What is Control Owner?
The named person accountable for a specific control actually working - the antidote to orphaned compliance.
Control Owner: definition
Frameworks like SOC 2 and ISO 27001 require controls, but controls do not run themselves - someone must own each one. The control owner is accountable for the control operating as intended, gathering evidence, and remediating gaps. Ownership creates accountability: an orphaned control with no owner is the most common reason controls lapse between audits. Owners differ from control operators, who perform the day-to-day activity.
- Accountable for a control design, operation, and evidence
- Ensures the control runs on schedule and gaps are remediated
- Named per control so nothing is orphaned
- Distinct from the operator who performs the underlying task
How Fintra handles it
Fintra AI governance assigns a named owner to each control and surfaces what that owner is responsible for - the evidence due, the review cadence, and any gaps - so accountability is explicit rather than assumed. Because the platform ties actions to people, a control without a current owner is flagged rather than quietly forgotten.
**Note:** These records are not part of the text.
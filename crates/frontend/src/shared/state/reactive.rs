//! Bridges from the explicit stores into Leptos signals.
//!
//! The stores themselves are framework-free; a view that wants to react to
//! them mirrors a snapshot into a signal. The store subscription is parked
//! in arena-local storage so it lives exactly as long as the owning
//! component and deregisters on teardown.

use super::{FilterState, FilterStore, OperationalState, OperationalStore};
use leptos::prelude::*;

/// Reactive snapshot of the global filter selection.
pub fn filter_signal(store: &FilterStore) -> RwSignal<FilterState> {
    let signal = RwSignal::new(store.state());
    let subscription = store.subscribe(move |state| signal.set(state.clone()));
    StoredValue::new_local(subscription);
    signal
}

/// Reactive snapshot of the alerts/KPIs cache.
pub fn operational_signal(store: &OperationalStore) -> RwSignal<OperationalState> {
    let signal = RwSignal::new(store.state());
    let subscription = store.subscribe(move |state| signal.set(state.clone()));
    StoredValue::new_local(subscription);
    signal
}
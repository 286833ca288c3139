pub mod api;
pub mod components;
pub mod config;
pub mod date_utils;
pub mod live;
pub mod notify;
pub mod query;
pub mod state;
pub mod storage;
//! Thin localStorage wrapper. Used for filter/preference persistence only;
//! no analytics data is ever cached here.
//!
//! Compiles to no-ops off wasm32 so store logic stays testable on the host.

#[cfg(target_arch = "wasm32")]
fn local_storage() -> Option<web_sys::Storage> {
    web_sys::window()?.local_storage().ok()?
}

#[cfg(target_arch = "wasm32")]
pub fn get_item(key: &str) -> Option<String> {
    local_storage()?.get_item(key).ok()?
}

#[cfg(target_arch = "wasm32")]
pub fn set_item(key: &str, value: &str) {
    if let Some(storage) = local_storage() {
        let _ = storage.set_item(key, value);
    }
}

#[cfg(target_arch = "wasm32")]
pub fn remove_item(key: &str) {
    if let Some(storage) = local_storage() {
        let _ = storage.remove_item(key);
    }
}

#[cfg(not(target_arch = "wasm32"))]
pub fn get_item(_key: &str) -> Option<String> {
    None
}

#[cfg(not(target_arch = "wasm32"))]
pub fn set_item(_key: &str, _value: &str) {}

#[cfg(not(target_arch = "wasm32"))]
pub fn remove_item(_key: &str) {}
//! Live-update feed over the analytics WebSocket endpoint.
//!
//! Pushes alert/KPI/problem updates into the [`OperationalStore`]. The
//! reconnect loop is bounded and owned by a [`CancelToken`]: the
//! subscribing component holds the token and releases it on cleanup, so an
//! unmount mid-retry stops the loop instead of leaking it. Only the socket
//! is reopened on disconnect; the handler is registered exactly once.

use crate::shared::state::OperationalStore;
use contracts::alerts::{Alert, Problem};
use contracts::kpi::KpiMetric;
use futures::StreamExt;
use gloo_net::websocket::{futures::WebSocket, Message};
use gloo_timers::future::TimeoutFuture;
use leptos::task::spawn_local;
use serde::Deserialize;
use std::sync::atomic::{AtomicBool, Ordering};
use std::sync::Arc;

const MAX_RECONNECT_ATTEMPTS: u32 = 5;
const RECONNECT_DELAY_MS: u32 = 5_000;

/// One decoded push message from the feed.
#[derive(Debug, Clone, Deserialize)]
#[serde(tag = "type", rename_all = "snake_case")]
pub enum LiveMessage {
    Alert { alert: Alert },
    Kpis { kpis: Vec<KpiMetric> },
    Problems { problems: Vec<Problem> },
}

/// Cancellation handle for a running feed. `Send`-safe so it can travel
/// into `on_cleanup`.
#[derive(Clone, Default)]
pub struct CancelToken {
    cancelled: Arc<AtomicBool>,
}

impl CancelToken {
    pub fn new() -> Self {
        Self::default()
    }

    pub fn cancel(&self) {
        self.cancelled.store(true, Ordering::Relaxed);
    }

    pub fn is_cancelled(&self) -> bool {
        self.cancelled.load(Ordering::Relaxed)
    }
}

fn apply(message: LiveMessage, store: &OperationalStore) {
    match message {
        LiveMessage::Alert { alert } => store.push_alert(alert),
        LiveMessage::Kpis { kpis } => store.set_kpis(kpis),
        LiveMessage::Problems { problems } => store.set_problems(problems),
    }
}

/// Start the feed. Returns the token the caller must cancel on teardown
/// (typically from `on_cleanup`).
pub fn spawn_feed(url: String, store: OperationalStore) -> CancelToken {
    let token = CancelToken::new();
    let loop_token = token.clone();

    spawn_local(async move {
        let mut attempts = 0u32;
        while !loop_token.is_cancelled() && attempts < MAX_RECONNECT_ATTEMPTS {
            attempts += 1;
            let mut socket = match WebSocket::open(&url) {
                Ok(socket) => socket,
                Err(e) => {
                    log::warn!("live feed: connect failed ({e}), attempt {attempts}");
                    TimeoutFuture::new(RECONNECT_DELAY_MS).await;
                    continue;
                }
            };
            log::info!("live feed: connected to {url}");

            while let Some(message) = socket.next().await {
                if loop_token.is_cancelled() {
                    return;
                }
                match message {
                    Ok(Message::Text(text)) => match serde_json::from_str::<LiveMessage>(&text) {
                        Ok(decoded) => {
                            // A delivered message proves the link is healthy.
                            attempts = 0;
                            apply(decoded, &store);
                        }
                        Err(e) => log::warn!("live feed: undecodable message: {e}"),
                    },
                    Ok(Message::Bytes(_)) => {}
                    Err(e) => {
                        log::warn!("live feed: socket error: {e}");
                        break;
                    }
                }
            }

            if loop_token.is_cancelled() {
                return;
            }
            log::info!("live feed: disconnected, retry {attempts}/{MAX_RECONNECT_ATTEMPTS}");
            TimeoutFuture::new(RECONNECT_DELAY_MS).await;
        }
        if !loop_token.is_cancelled() {
            log::error!("live feed: giving up after {MAX_RECONNECT_ATTEMPTS} attempts");
        }
    });

    token
}

#[cfg(test)]
mod tests {
    use super::*;
    use contracts::alerts::AlertSeverity;

    #[test]
    fn test_cancel_token() {
        let token = CancelToken::new();
        assert!(!token.is_cancelled());
        let clone = token.clone();
        clone.cancel();
        assert!(token.is_cancelled());
    }

    #[test]
    fn test_decode_alert_message() {
        let json = r#"{
            "type": "alert",
            "alert": {
                "id": "a1",
                "severity": "critical",
                "category": "stock",
                "title": "Остатки на исходе",
                "description": "Артикул 123 закончится через 2 дня",
                "timestamp": "2024-06-01T12:00:00Z"
            }
        }"#;
        let message: LiveMessage = serde_json::from_str(json).unwrap();
        match message {
            LiveMessage::Alert { alert } => {
                assert_eq!(alert.severity, AlertSeverity::Critical);
                assert!(!alert.is_read);
            }
            other => panic!("unexpected message: {other:?}"),
        }
    }

    #[test]
    fn test_apply_routes_to_store() {
        let store = OperationalStore::new();
        let alert = Alert::new(
            AlertSeverity::Warning,
            contracts::alerts::AlertCategory::Sales,
            "t",
            "d",
        );
        apply(LiveMessage::Alert { alert }, &store);
        assert_eq!(store.state().alerts.len(), 1);

        apply(LiveMessage::Problems { problems: vec![] }, &store);
        assert!(store.state().problems.is_empty());
    }
}
use crate::shared::components::number_format::format_number_with_decimals;
use crate::shared::date_utils::format_datetime;
use crate::shared::state::{operational_signal, OperationalStore};
use contracts::alerts::{Alert, AlertSeverity};
use leptos::prelude::*;

fn severity_class(severity: AlertSeverity) -> &'static str {
    match severity {
        AlertSeverity::Critical => "alert-card alert-card--critical",
        AlertSeverity::Warning => "alert-card alert-card--warning",
        AlertSeverity::Info => "alert-card alert-card--info",
    }
}

/// Alert feed with severity tabs, unread badge, and per-alert
/// read/mute/expand/dismiss controls. All state lives in the
/// [`OperationalStore`]; the panel only renders snapshots.
#[component]
pub fn AlertPanel(store: OperationalStore) -> impl IntoView {
    let state = operational_signal(&store);

    let critical_badge = move || {
        let count = state.get().critical_count();
        if count > 0 {
            view! { <span class="badge badge--critical">{count}</span> }.into_any()
        } else {
            view! { <></> }.into_any()
        }
    };

    let severity_tabs = {
        let store = store.clone();
        move || {
            let tabs: [(Option<AlertSeverity>, &str); 4] = [
                (None, "Все"),
                (Some(AlertSeverity::Critical), "Критичные"),
                (Some(AlertSeverity::Warning), "Предупреждения"),
                (Some(AlertSeverity::Info), "Инфо"),
            ];
            let active = state.get().severity_filter;
            tabs.into_iter()
                .map(|(severity, label)| {
                    let store = store.clone();
                    let cls = if active == severity {
                        "alert-panel__tab alert-panel__tab--active"
                    } else {
                        "alert-panel__tab"
                    };
                    view! {
                        <button class=cls on:click=move |_| store.set_severity_filter(severity)>
                            {label}
                        </button>
                    }
                })
                .collect_view()
        }
    };

    let mark_all_store = store.clone();
    let cards_store = store.clone();

    view! {
        <div class="alert-panel">
            <div class="alert-panel__header">
                <span class="alert-panel__title">"Оповещения"</span>
                {critical_badge}
                <button
                    class="alert-panel__mark-all"
                    on:click=move |_| mark_all_store.mark_all_read()
                >
                    "Прочитать все"
                </button>
            </div>
            <div class="alert-panel__tabs">{severity_tabs}</div>
            <div class="alert-panel__list">
                <For
                    each=move || state.get().filtered_alerts()
                    key=|alert| (alert.id.clone(), alert.is_read)
                    children=move |alert: Alert| {
                        let id = alert.id.clone();
                        let expanded = Signal::derive(move || state.get().expanded.contains(&id));
                        view! { <AlertCard alert=alert store=cards_store.clone() expanded=expanded /> }
                    }
                />
            </div>
        </div>
    }
}

#[component]
fn AlertCard(alert: Alert, store: OperationalStore, expanded: Signal<bool>) -> impl IntoView {
    let id = alert.id.clone();
    let read_store = store.clone();
    let mute_store = store.clone();
    let dismiss_store = store.clone();
    let expand_store = store.clone();
    let read_id = id.clone();
    let mute_id = id.clone();
    let dismiss_id = id.clone();

    let metric_view = alert.metric.as_ref().map(|m| {
        let text = format!(
            "{} {} (порог {} {})",
            format_number_with_decimals(m.current, 1),
            m.unit,
            format_number_with_decimals(m.threshold, 1),
            m.unit
        );
        view! { <div class="alert-card__metric">{text}</div> }
    });

    let items = alert.affected_items.join(", ");
    let actions = alert.actions.clone();
    // Reads the expansion flag reactively: the list keys stay the same
    // across a toggle, so the card itself has to track it.
    let details = move || {
        expanded.get().then(|| {
            let buttons = actions
                .iter()
                .map(|a| {
                    let label = a.label.clone();
                    view! { <button class="alert-card__action">{label}</button> }
                })
                .collect_view();
            view! {
                <div class="alert-card__details">
                    <div class="alert-card__items">{items.clone()}</div>
                    <div class="alert-card__actions">{buttons}</div>
                </div>
            }
        })
    };

    view! {
        <div
            class=severity_class(alert.severity)
            class:alert-card--read=alert.is_read
            on:click=move |_| expand_store.toggle_expanded(&id)
        >
            <div class="alert-card__header">
                <span class="alert-card__title">{alert.title.clone()}</span>
                <span class="alert-card__time">
                    {format_datetime(
                        &alert.timestamp.to_rfc3339_opts(chrono::SecondsFormat::Secs, true),
                    )}
                </span>
            </div>
            <div class="alert-card__description">{alert.description.clone()}</div>
            {metric_view}
            {details}
            <div class="alert-card__controls">
                <button on:click=move |e| {
                    e.stop_propagation();
                    read_store.mark_read(&read_id);
                }>"Прочитано"</button>
                <button on:click=move |e| {
                    e.stop_propagation();
                    mute_store.toggle_mute(&mute_id);
                }>"Заглушить"</button>
                <button on:click=move |e| {
                    e.stop_propagation();
                    dismiss_store.dismiss(&dismiss_id);
                }>"Скрыть"</button>
            </div>
        </div>
    }
}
- Named owner assigned to every control
- Owner dashboard shows evidence due, cadence, and open gaps
- Ownerless or stale controls flagged for reassignment
Worked example
Frequently asked questions
What does a control owner do?
A control owner is accountable for a specific control operating effectively - ensuring it runs on schedule, produces evidence, and that any gaps are remediated. They are the person an auditor turns to for proof the control works, and the person answerable if it fails.
What is the difference between a control owner and a control operator?
The control owner is accountable for the control outcome and evidence; the operator performs the actual task. For an access review, an operator might run the review while the owner is accountable for it happening correctly. Sometimes the same person does both.
Why does every control need an owner?
Because unowned controls drift and lapse. Assigning a named owner creates clear accountability, so controls run consistently between audits rather than being remembered only at audit time. It is one of the simplest ways to keep a compliance program healthy.
What happens when a control owner leaves?
Ownership must be reassigned promptly, or the control becomes orphaned and at risk of lapsing. A good governance program flags controls whose owner has left or gone stale, which is why Fintra surfaces ownerless controls for reassignment.